### [Work request]
Count every line of the material that holds the string "StorageError". Respond with the total only.

### [Information]
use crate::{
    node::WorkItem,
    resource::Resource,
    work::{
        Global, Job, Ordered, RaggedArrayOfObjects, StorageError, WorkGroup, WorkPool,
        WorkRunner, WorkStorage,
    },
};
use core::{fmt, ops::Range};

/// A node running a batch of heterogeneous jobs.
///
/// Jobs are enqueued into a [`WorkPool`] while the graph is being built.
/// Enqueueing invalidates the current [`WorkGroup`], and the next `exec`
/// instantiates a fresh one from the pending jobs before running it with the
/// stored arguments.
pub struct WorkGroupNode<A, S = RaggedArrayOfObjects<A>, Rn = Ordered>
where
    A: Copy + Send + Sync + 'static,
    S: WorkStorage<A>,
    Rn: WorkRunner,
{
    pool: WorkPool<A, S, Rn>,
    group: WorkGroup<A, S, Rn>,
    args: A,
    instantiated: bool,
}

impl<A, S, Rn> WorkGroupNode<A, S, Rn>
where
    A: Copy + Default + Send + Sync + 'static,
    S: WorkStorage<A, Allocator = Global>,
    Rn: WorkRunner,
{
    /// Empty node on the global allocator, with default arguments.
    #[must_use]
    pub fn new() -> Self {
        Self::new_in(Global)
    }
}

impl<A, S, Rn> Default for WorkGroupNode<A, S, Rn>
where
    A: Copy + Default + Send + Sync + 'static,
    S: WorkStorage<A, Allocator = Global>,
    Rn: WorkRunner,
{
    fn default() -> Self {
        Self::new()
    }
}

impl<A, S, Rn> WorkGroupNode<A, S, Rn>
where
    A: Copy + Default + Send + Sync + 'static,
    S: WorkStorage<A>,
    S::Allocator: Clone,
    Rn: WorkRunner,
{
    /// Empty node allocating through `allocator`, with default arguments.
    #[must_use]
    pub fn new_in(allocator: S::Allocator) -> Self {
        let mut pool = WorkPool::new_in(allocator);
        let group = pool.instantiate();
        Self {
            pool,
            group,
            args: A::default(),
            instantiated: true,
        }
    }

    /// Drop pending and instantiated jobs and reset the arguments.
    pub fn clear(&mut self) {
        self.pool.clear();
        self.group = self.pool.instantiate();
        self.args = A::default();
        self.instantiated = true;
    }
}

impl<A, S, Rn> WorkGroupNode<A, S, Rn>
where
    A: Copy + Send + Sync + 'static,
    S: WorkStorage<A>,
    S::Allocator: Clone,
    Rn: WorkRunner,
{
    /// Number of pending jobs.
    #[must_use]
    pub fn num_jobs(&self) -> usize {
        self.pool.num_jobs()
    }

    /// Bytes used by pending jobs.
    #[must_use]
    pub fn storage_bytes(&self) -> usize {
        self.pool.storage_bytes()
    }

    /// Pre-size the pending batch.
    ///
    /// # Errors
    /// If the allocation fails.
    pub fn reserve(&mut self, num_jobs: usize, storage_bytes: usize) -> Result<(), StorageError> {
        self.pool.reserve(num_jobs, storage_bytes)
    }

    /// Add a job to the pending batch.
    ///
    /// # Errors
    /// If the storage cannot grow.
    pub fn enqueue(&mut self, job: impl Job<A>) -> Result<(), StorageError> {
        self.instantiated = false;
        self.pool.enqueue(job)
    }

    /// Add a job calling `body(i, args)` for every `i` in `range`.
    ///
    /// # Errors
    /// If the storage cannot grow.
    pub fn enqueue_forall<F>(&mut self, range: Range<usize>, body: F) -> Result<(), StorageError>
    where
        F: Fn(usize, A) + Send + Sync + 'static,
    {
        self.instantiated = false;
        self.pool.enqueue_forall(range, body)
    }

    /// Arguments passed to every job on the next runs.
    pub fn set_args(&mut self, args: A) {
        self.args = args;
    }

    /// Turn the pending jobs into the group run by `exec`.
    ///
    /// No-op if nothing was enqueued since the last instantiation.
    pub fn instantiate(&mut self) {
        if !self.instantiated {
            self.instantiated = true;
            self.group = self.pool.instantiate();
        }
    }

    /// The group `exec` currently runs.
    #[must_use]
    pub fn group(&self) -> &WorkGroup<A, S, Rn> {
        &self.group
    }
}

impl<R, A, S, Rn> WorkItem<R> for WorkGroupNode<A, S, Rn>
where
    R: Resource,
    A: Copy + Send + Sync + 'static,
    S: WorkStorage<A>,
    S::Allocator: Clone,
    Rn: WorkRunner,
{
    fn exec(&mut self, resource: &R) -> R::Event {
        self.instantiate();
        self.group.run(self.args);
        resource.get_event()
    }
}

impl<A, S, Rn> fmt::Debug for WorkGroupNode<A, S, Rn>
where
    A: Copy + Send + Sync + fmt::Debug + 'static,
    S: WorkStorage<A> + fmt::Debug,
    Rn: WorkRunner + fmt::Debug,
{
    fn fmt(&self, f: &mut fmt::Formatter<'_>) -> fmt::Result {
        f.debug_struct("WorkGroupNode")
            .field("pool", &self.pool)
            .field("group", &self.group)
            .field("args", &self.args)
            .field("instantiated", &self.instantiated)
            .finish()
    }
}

### [Written response]
4